I’m writing this a LOT later on than I would have preferred – the second UNION weekend was pretty much a whole month ago now. Saying that, I’m trying to purposefully allow time in between <insert the something here> and writing about it to allow things to percolate and simmer down. In that time, however, I’ve been really tied up with The Critical Fish – editing, proofing, printing, writing, publicising etc – and planning and designing the upcoming Recovery College term’s prospectus, booked a trip to India, got a budgie, I’ve had a birthday, gone to the Lake District for a break… I’ve had a funny old month between now and then.
Most crucially, I had also felt my depression building momentum in the few weeks leading up to the residency weekend. I still feel in this place now, but I feel like I’ve passed the peak of the storm. It’s a bit of a tangent, although relevant. For an extended version of this post which reflects on my mental health, visit my website, but for this a-n post, I’ll just get to the point! It was just prior to, during and after the residency where my depression began building momentum, meaning my perception of the weekend wasn’t as positive as I’m sure it would have been if I had been within my ‘normal’ range of well-being. Reading back through my own reflective journal (written at the time), I can see that I spent a lot of the weekend feeling quite paranoid, self- hypercritical, frustrated at myself and very vulnerable. Looking back as well, I cringe a bit at some of my thinking and interactions with others – it wasn’t me. I shared how I was feeling (to some extent) to my fellow UNIONites and leaders who were very kind and supportive about it all (and it was really appreciated, honestly. Thank you all <3). I got the impression that some may have not known what to do or what to say to me, however, which is understandable. Especially if you don’t know someone all that well. For anyone wanting to support someone with mental health stuff: generally speaking, extra doses of kindness are noticed and appreciated. And I felt the extra kindness from some individuals in particular – thank you!
I think that when writing about my perspective of the weekend, it is important to consider that it was perceived through this filter.
FRIDAY 5 APRIL 2019
Our group packed out Kardomah94 (alongside a load of steampunkers, randomly) as we sat down to a MONSTER dinner. Salad, hummus, bread, vegan pizzas, nachos… it just kept coming out lol. The Hullians then took folks off to various places (well, the people who wanted to go do something). Hannah took some to a drumming circle session (which sounded awesome and I’d have loved to have gone), Steve had invited folks to a Hip Hop fundraiser he was doing for Dove House Hospice, and Ailsa, Vickie and I took people on a tour of the City Centre, showing off some of Hull’s public art, sharing random tidbits of history and explaining some things related to the City of Culture. The theme of the weekend was surrounding megaevents and the role of arts in place and community (and the ‘hangover’ of City of Culture), so the tour was quite apt.

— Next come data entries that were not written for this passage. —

use std::alloc::{GlobalAlloc, Layout, System};
use std::hint::black_box;
use std::sync::atomic::{AtomicUsize, Ordering};
use std::time::Instant;

use mu_pager::{
    ChapterParser, FsStorage, InMemoryChapters, MonoMetrics, NoProgress, Section, SectionOptions,
    StreamLimits,
};

#[derive(Clone, Copy)]
struct Fixture {
    key: &'static str,
    paragraphs: usize,
    headers_every: usize,
}

const FIXTURES: &[Fixture] = &[
    Fixture {
        key: "short-story",
        paragraphs: 40,
        headers_every: 0,
    },
    Fixture {
        key: "chapter",
        paragraphs: 400,
        headers_every: 50,
    },
    Fixture {
        key: "long-chapter",
        paragraphs: 3000,
        headers_every: 200,
    },
];

const WARMUP_ITERS: usize = 2;
const MEASURE_ITERS: usize = 10;

struct TrackingAllocator;

static CURRENT_ALLOC_BYTES: AtomicUsize = AtomicUsize::new(0);
static PEAK_ALLOC_BYTES: AtomicUsize = AtomicUsize::new(0);

#[global_allocator]
static GLOBAL_ALLOCATOR: TrackingAllocator = TrackingAllocator;

fn current_alloc_bytes() -> usize {
    CURRENT_ALLOC_BYTES.load(Ordering::Relaxed)
}

fn peak_alloc_bytes() -> usize {
    PEAK_ALLOC_BYTES.load(Ordering::Relaxed)
}

fn reset_peak_alloc_bytes() {
    PEAK_ALLOC_BYTES.store(current_alloc_bytes(), Ordering::Relaxed);
}

fn add_current_alloc_bytes(delta: usize) {
    let current = CURRENT_ALLOC_BYTES.fetch_add(delta, Ordering::Relaxed) + delta;
    PEAK_ALLOC_BYTES.fetch_max(current, Ordering::Relaxed);
}

fn sub_current_alloc_bytes(delta: usize) {
    let _ = CURRENT_ALLOC_BYTES.fetch_update(Ordering::Relaxed, Ordering::Relaxed, |current| {
        Some(current.saturating_sub(delta))
    });
}

unsafe impl GlobalAlloc for TrackingAllocator {
    unsafe fn alloc(&self, layout: Layout) -> *mut u8 {
        let ptr = unsafe { System.alloc(layout) };
        if !ptr.is_null() {
            add_current_alloc_bytes(layout.size());
        }
        ptr
    }

    unsafe fn dealloc(&self, ptr: *mut u8, layout: Layout) {
        unsafe { System.dealloc(ptr, layout) };
        sub_current_alloc_bytes(layout.size());
    }

    unsafe fn alloc_zeroed(&self, layout: Layout) -> *mut u8 {
        let ptr = unsafe { System.alloc_zeroed(layout) };
        if !ptr.is_null() {
            add_current_alloc_bytes(layout.size());
        }
        ptr
    }

    unsafe fn realloc(&self, ptr: *mut u8, layout: Layout, new_size: usize) -> *mut u8 {
        let new_ptr = unsafe { System.realloc(ptr, layout, new_size) };
        if !new_ptr.is_null() {
            if new_size >= layout.size() {
                add_current_alloc_bytes(new_size - layout.size());
            } else {
                sub_current_alloc_bytes(layout.size() - new_size);
            }
        }
        new_ptr
    }
}

#[derive(Clone, Debug)]
struct CaseResult {
    fixture: &'static str,
    case: &'static str,
    median: u128,
    p90: u128,
    max: u128,
    median_peak_heap_bytes: usize,
    max_peak_heap_bytes: usize,
}

fn chapter_markup(fixture: &Fixture) -> String {
    let mut html = String::from(
        "<?xml version=\"1.0\" encoding=\"UTF-8\"?>\n\
         <html xmlns=\"http://www.w3.org/1999/xhtml\"><head><title>Bench</title></head><body>\n",
    );
    for i in 0..fixture.paragraphs {
        if fixture.headers_every > 0 && i % fixture.headers_every == 0 {
            html.push_str(&format!("<h2>Part {}</h2>\n", i / fixture.headers_every + 1));
        }
        html.push_str(&format!(
            "<p>It was the {}th evening, and the lamps along the <i>quay</i> burned low \
             while the <b>harbour master</b> counted ships &mdash; slowly, carefully, \
             as if the sea itself might object to a wrong number.</p>\n",
            i
        ));
    }
    html.push_str("</body></html>\n");
    html
}

fn options() -> SectionOptions {
    SectionOptions::default().with_viewport(464, 769)
}

fn percentile<T: Copy>(sorted: &[T], percentile: f64) -> T {
    let idx = ((sorted.len().saturating_sub(1) as f64) * percentile).round() as usize;
    sorted[idx]
}

fn run_case<F>(fixture: &'static str, case: &'static str, mut op: F) -> CaseResult
where
    F: FnMut() -> usize,
{
    for _ in 0..WARMUP_ITERS {
        black_box(op());
    }

    let mut samples = Vec::with_capacity(MEASURE_ITERS);
    let mut mem_samples = Vec::with_capacity(MEASURE_ITERS);
    for _ in 0..MEASURE_ITERS {
        let baseline_alloc = current_alloc_bytes();
        reset_peak_alloc_bytes();
        let start = Instant::now();
        black_box(op());
        samples.push(start.elapsed().as_nanos());
        mem_samples.push(peak_alloc_bytes().saturating_sub(baseline_alloc));
    }

    samples.sort_unstable();
    mem_samples.sort_unstable();
    CaseResult {
        fixture,
        case,
        median: percentile(&samples, 0.5),
        p90: percentile(&samples, 0.9),
        max: samples[samples.len() - 1],
        median_peak_heap_bytes: percentile(&mem_samples, 0.5),
        max_peak_heap_bytes: mem_samples[mem_samples.len() - 1],
    }
}

fn main() {
    println!("# mu-pager benchmark corpus");
    println!(
        "# warmup_iters={}, measure_iters={}",
        WARMUP_ITERS, MEASURE_ITERS
    );
    println!("fixture,case,median_ns,p90_ns,max_ns,median_peak_heap_bytes,max_peak_heap_bytes");

    let metrics = MonoMetrics::default();
    let limits = StreamLimits::desktop();
    let mut results = Vec::new();

    for fixture in FIXTURES {
        let markup = chapter_markup(fixture);
        let dir = tempfile::tempdir().expect("tempdir failed");
        let storage = FsStorage::new(dir.path());
        let mut chapters = InMemoryChapters::new();
        let spine = chapters.push(markup.as_str());

        results.push(run_case(fixture.key, "parse/in_memory", || {
            let mut pages = 0usize;
            ChapterParser::new(&metrics, options(), &limits)
                .parse(
                    markup.as_bytes(),
                    markup.len() as u64,
                    &limits,
                    &mut NoProgress,
                    |page| {
                        pages += 1;
                        black_box(page);
                        Ok(())
                    },
                )
                .expect("parse failed");
            pages
        }));

        results.push(run_case(fixture.key, "section/build", || {
            let mut section = Section::new(&storage, "bench", spine);
            let stats = section
                .create_section_file(&mut chapters, &metrics, &options(), &limits, &mut NoProgress)
                .expect("build failed");
            stats.pages as usize
        }));

        results.push(run_case(fixture.key, "section/load_header", || {
            let mut section = Section::new(&storage, "bench", spine);
            section.load_section_file(&options()).expect("cache miss") as usize
        }));

        results.push(run_case(fixture.key, "section/random_pages", || {
            let mut section = Section::new(&storage, "bench", spine);
            let count = section.load_section_file(&options()).expect("cache miss");
            // Stride through pages out of order, like a reader jumping around.
            let mut elements = 0usize;
            let mut index = 0u16;
            for _ in 0..count {
                index = (index + 7) % count;
                elements += section.load_page(index).expect("page load failed").len();
            }
            elements
        }));
    }

    for result in &results {
        println!(
            "{},{},{},{},{},{},{}",
            result.fixture,
            result.case,
            result.median,
            result.p90,
            result.max,
            result.median_peak_heap_bytes,
            result.max_peak_heap_bytes
        );
    }
}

Ailsa was a tour guide in Hull, so she was very professional (and knowledgeable!) about it whereas I kinda chipped in/interrupted with my own sweary quips and pockets of knowledge. We ended up at Thieving Harrys, but everyone looked shattered so we weren’t in there long, but it was nice to have a bit of a catch up with folks. Best thing about being at home is climbing back into my own bed at the end of the night!
I really like oat milk. And vegan cheese. And vegan cheese on pizzas.